The new study, done by Gerald Friedman, professor of economics at the University of Massachusetts Amherst and released today by Physicians for a National Health Program, shows that upgrading the nation’s Medicare program and expanding it to cover people of all ages would yield more than a half-trillion dollars in efficiency savings in its first year of operation, enough to pay for high-quality, comprehensive health benefits for all residents of the United States at a lower cost to most individuals, families and businesses.

Under the single-payer system envisioned by “The Expanded & Improved Medicare For All Act” (H.R. 676), the U.S. could save $592 billion – $476 billion by eliminating administrative waste associated with the private insurance industry and $116 billion by reducing drug prices – in 2014.

Your doctor copays are too high! – Salon
8/5/13

Yet, the United States already has more health care “consumerism” and cost sharing than other developed countries – and yet we have much higher costs. The truth is that there are safer and better-proven methods of cost control that we could employ, and which wouldn’t involve making a patient pay every time he or she gets sick.

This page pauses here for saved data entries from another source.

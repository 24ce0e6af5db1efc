//! Budget-driven compression loop
//!
//! Each outer pass re-sorts the segments (least relevant, then largest,
//! first) and walks them, asking the shortener for a rewrite capped at a
//! fraction of the segment or the remaining global need, whichever is
//! smaller. The first strictly shorter rewrite is committed and the pass
//! restarts. A pass without any committed rewrite ends the run.

use super::models::{total_tokens, Segment};
use super::selector::candidate_order;
use super::shortener::{compression_directive, ShortenRequest, ShortenerError, TextShortener};
use super::token_estimator::TokenCounter;
use crate::config::CompressionConfig;
use crate::metrics::{AttemptOutcome, METRICS};
use serde::{Deserialize, Serialize};
use std::time::Instant;
use tracing::{debug, info};

/// Hard cap on outer passes
pub const MAX_PASSES: usize = 64;

/// Largest share of a segment one request may remove
pub const STEP_FRACTION: f64 = 0.3;

/// Characters of segment text sent with one request
pub const MAX_INPUT_CHARS: usize = 12_000;

/// Loop parameters
#[derive(Debug, Clone, Copy, PartialEq)]
pub struct LoopConfig {
    pub max_passes: usize,
    pub step_fraction: f64,
    pub max_input_chars: usize,
}

impl Default for LoopConfig {
    fn default() -> Self {
        Self {
            max_passes: MAX_PASSES,
            step_fraction: STEP_FRACTION,
            max_input_chars: MAX_INPUT_CHARS,
        }
    }
}

impl From<&CompressionConfig> for LoopConfig {
    fn from(config: &CompressionConfig) -> Self {
        Self {
            max_passes: config.max_passes,
            step_fraction: config.step_fraction,
            max_input_chars: config.max_input_chars,
        }
    }
}

/// Loop states; the last three are terminal
#[derive(Debug, Clone, Copy, PartialEq, Eq)]
pub enum LoopState {
    Scanning,
    Attempting,
    Converged,
    Stalled,
    Exhausted,
}

impl LoopState {
    pub fn outcome(&self) -> Option<LoopOutcome> {
        match self {
            Self::Converged => Some(LoopOutcome::Converged),
            Self::Stalled => Some(LoopOutcome::Stalled),
            Self::Exhausted => Some(LoopOutcome::Exhausted),
            Self::Scanning | Self::Attempting => None,
        }
    }
}

/// How a run ended. Only `Converged` means the target was reached.
#[derive(Debug, Clone, Copy, PartialEq, Eq, Serialize, Deserialize)]
#[serde(rename_all = "lowercase")]
pub enum LoopOutcome {
    Converged,
    Stalled,
    Exhausted,
}

impl LoopOutcome {
    pub fn as_str(&self) -> &'static str {
        match self {
            Self::Converged => "converged",
            Self::Stalled => "stalled",
            Self::Exhausted => "exhausted",
        }
    }
}

/// Summary of one compression run
#[derive(Debug, Clone, PartialEq, Eq, Serialize, Deserialize)]
pub struct CompressionReport {
    pub outcome: LoopOutcome,
    /// Outer passes started
    pub passes: usize,
    /// Shortening requests issued
    pub attempts: usize,
    /// Rewrites committed
    pub accepted: usize,
    pub initial_tokens: usize,
    pub final_tokens: usize,
    pub target_tokens: usize,
}

/// Token ceiling for one request: remove at most `step_fraction` of `t0`
/// (truncated) and never more than `need`, but at least one token; the
/// ceiling itself never drops below one.
pub fn shortening_target(t0: usize, need: usize, step_fraction: f64) -> usize {
    let step = ((t0 as f64 * step_fraction) as usize).min(need).max(1);
    t0.saturating_sub(step).max(1)
}

/// Prefix of `text` holding at most `max_chars` characters
pub fn cap_chars(text: &str, max_chars: usize) -> &str {
    match text.char_indices().nth(max_chars) {
        Some((byte, _)) => &text[..byte],
        None => text,
    }
}

/// `rewrite` with the trailing whitespace of `original`.
///
/// Segments end with the blank lines that separate them from the next one;
/// shorteners usually return trimmed text, which would glue the following
/// heading or paragraph onto this one.
pub fn keep_trailing_break(original: &str, rewrite: &str) -> String {
    let body = rewrite.trim_end();
    let tail = &original[original.trim_end().len()..];
    let mut text = String::with_capacity(body.len() + tail.len());
    text.push_str(body);
    text.push_str(tail);
    text
}

/// The compression state machine.
///
/// Holds exclusive access to the segment slice for the duration of
/// [`CompressionLoop::run`]; exactly one shortening request is in flight at
/// any time.
pub struct CompressionLoop<'a> {
    shortener: &'a dyn TextShortener,
    counter: &'a dyn TokenCounter,
    config: LoopConfig,
}

impl<'a> CompressionLoop<'a> {
    pub fn new(shortener: &'a dyn TextShortener, counter: &'a dyn TokenCounter) -> Self {
        Self { shortener, counter, config: LoopConfig::default() }
    }

    pub fn with_config(mut self, config: LoopConfig) -> Self {
        self.config = config;
        self
    }

    pub fn config(&self) -> &LoopConfig {
        &self.config
    }

    /// Shorten segments in place until `target_tokens` is met or no pass
    /// makes progress.
    ///
    /// Rejected rewrites are absorbed. A shortener error aborts the run and
    /// is returned as-is; rewrites committed before it stay applied.
    pub async fn run(
        &self,
        segments: &mut [Segment],
        target_tokens: usize,
        intent: Option<&str>,
    ) -> Result<CompressionReport, ShortenerError> {
        for segment in segments.iter_mut() {
            segment.refresh_count(self.counter);
        }
        let initial_tokens = total_tokens(segments);
        info!(
            "Starting compression loop: {} -> {} tokens ({} segments, counter={})",
            initial_tokens,
            target_tokens,
            segments.len(),
            self.counter.name()
        );

        let mut state = LoopState::Scanning;
        let mut passes = 0;
        let mut attempts = 0;
        let mut accepted = 0;

        let outcome = loop {
            let current = total_tokens(segments);
            if current <= target_tokens {
                transition(&mut state, LoopState::Converged);
                break LoopOutcome::Converged;
            }
            if passes >= self.config.max_passes {
                transition(&mut state, LoopState::Exhausted);
                break LoopOutcome::Exhausted;
            }

            passes += 1;
            METRICS.record_pass();

            let order = candidate_order(segments);
            let mut improved = false;

            for (rank, pos) in order.into_iter().enumerate() {
                let t0 = segments[pos].token_count;
                if t0 <= 1 {
                    continue;
                }

                let need = current - target_tokens;
                let ceiling = shortening_target(t0, need, self.config.step_fraction);
                debug!(
                    "Pass {}: trying segment {} ({}/{}), {} -> {} tokens",
                    passes,
                    segments[pos].index,
                    rank + 1,
                    segments.len(),
                    t0,
                    ceiling
                );

                transition(&mut state, LoopState::Attempting);
                attempts += 1;
                let directive = compression_directive(ceiling, intent);
                let request = ShortenRequest {
                    text: cap_chars(&segments[pos].text, self.config.max_input_chars),
                    max_tokens: ceiling,
                    directive: &directive,
                    intent,
                };

                let started = Instant::now();
                let output = match self.shortener.shorten(request).await {
                    Ok(output) => output,
                    Err(e) => {
                        METRICS.record_attempt(
                            AttemptOutcome::Failed,
                            started.elapsed().as_secs_f64(),
                            0,
                        );
                        return Err(e);
                    }
                };
                let elapsed = started.elapsed().as_secs_f64();

                // Nothing usable falls back to the current text, which is then rejected
                let (output, new_count) = if output.trim().is_empty() {
                    (None, t0)
                } else {
                    let text = keep_trailing_break(&segments[pos].text, &output);
                    let count = self.counter.count(&text);
                    (Some(text), count)
                };

                if let Some(output) = output.filter(|_| new_count < t0) {
                    let segment = &mut segments[pos];
                    segment.text = output;
                    segment.token_count = new_count;
                    let index = segment.index;
                    accepted += 1;
                    improved = true;
                    METRICS.record_attempt(AttemptOutcome::Accepted, elapsed, t0 - new_count);
                    info!(
                        "Pass {}: compressed segment {} ({} -> {} tokens, total: {})",
                        passes,
                        index,
                        t0,
                        new_count,
                        total_tokens(segments)
                    );
                    transition(&mut state, LoopState::Scanning);
                    break;
                }

                METRICS.record_attempt(AttemptOutcome::Rejected, elapsed, 0);
                debug!(
                    "Pass {}: rejected rewrite of segment {} ({} -> {} tokens)",
                    passes, segments[pos].index, t0, new_count
                );
                transition(&mut state, LoopState::Scanning);
            }

            if !improved {
                info!("No more improvements possible at pass {}", passes);
                transition(&mut state, LoopState::Stalled);
                break LoopOutcome::Stalled;
            }
        };

        debug_assert_eq!(state.outcome(), Some(outcome));
        METRICS.record_run(outcome.as_str());

        let final_tokens = total_tokens(segments);
        info!(
            "Compression {}: {} tokens (target was {}) after {} passes, {} attempts",
            outcome.as_str(),
            final_tokens,
            target_tokens,
            passes,
            attempts
        );

        Ok(CompressionReport {
            outcome,
            passes,
            attempts,
            accepted,
            initial_tokens,
            final_tokens,
            target_tokens,
        })
    }
}

fn transition(state: &mut LoopState, next: LoopState) {
    if *state != next {
        debug!("Loop state {:?} -> {:?}", state, next);
        *state = next;
    }
}

/// Run the loop with default parameters
pub async fn compress_to_target(
    segments: &mut [Segment],
    target_tokens: usize,
    shortener: &dyn TextShortener,
    counter: &dyn TokenCounter,
    intent: Option<&str>,
) -> Result<CompressionReport, ShortenerError> {
    CompressionLoop::new(shortener, counter)
        .run(segments, target_tokens, intent)
        .await
}

#[cfg(test)]
mod tests {
    use super::*;

    #[test]
    fn test_target_caps_at_step_fraction() {
        // 180 - 120 = 60 still needed, 30% of 100 is smaller
        assert_eq!(shortening_target(100, 60, 0.3), 70);
    }

    #[test]
    fn test_target_caps_at_remaining_need() {
        assert_eq!(shortening_target(100, 5, 0.3), 95);
    }

    #[test]
    fn test_target_removes_at_least_one() {
        // 30% of 3 truncates to 0
        assert_eq!(shortening_target(3, 10, 0.3), 2);
    }

    #[test]
    fn test_target_floor_is_one() {
        assert_eq!(shortening_target(2, 10, 0.3), 1);
        assert_eq!(shortening_target(2, 10, 1.0), 1);
        for t0 in 2..200 {
            for need in [1, 7, 1000] {
                assert!(shortening_target(t0, need, 0.3) >= 1);
                assert!(shortening_target(t0, need, 0.3) < t0);
            }
        }
    }

    #[test]
    fn test_cap_chars_respects_char_boundaries() {
        assert_eq!(cap_chars("héllo wörld", 4), "héll");
        assert_eq!(cap_chars("short", 100), "short");
        assert_eq!(cap_chars("", 3), "");
    }

    #[test]
    fn test_keep_trailing_break() {
        assert_eq!(keep_trailing_break("Long intro.\n\n", "Intro."), "Intro.\n\n");
        assert_eq!(keep_trailing_break("Long intro.\n", "Intro.\n\n\n"), "Intro.\n");
        assert_eq!(keep_trailing_break("last words", "words  \n"), "words");
    }

    #[test]
    fn test_terminal_states() {
        assert_eq!(LoopState::Scanning.outcome(), None);
        assert_eq!(LoopState::Attempting.outcome(), None);
        assert_eq!(LoopState::Stalled.outcome(), Some(LoopOutcome::Stalled));
    }

    #[test]
    fn test_outcome_serializes_lowercase() {
        assert_eq!(
            serde_json::to_string(&LoopOutcome::Exhausted).unwrap(),
            "\"exhausted\""
        );
    }

    #[test]
    fn test_loop_config_from_compression_config() {
        let config = LoopConfig::from(&CompressionConfig::default());
        assert_eq!(config, LoopConfig::default());
    }
}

We could, for instance, allow Medicare to directly bargain with drug companies over prescription drug prices, as other wealthy countries already do: by one estimate, the savings from this reform alone could range from $230 to $541 billion over ten years.

More ambitiously, we could work towards a “single payer system,” which could save billions through reduced administrative and clerical expenditures, while allowing costs to be directly controlled through global budgets and fee schedules. Gerald Friedman, an economist at the University of Massachusetts at Amherst, recently estimated the savings of such a system at $592 billion annually.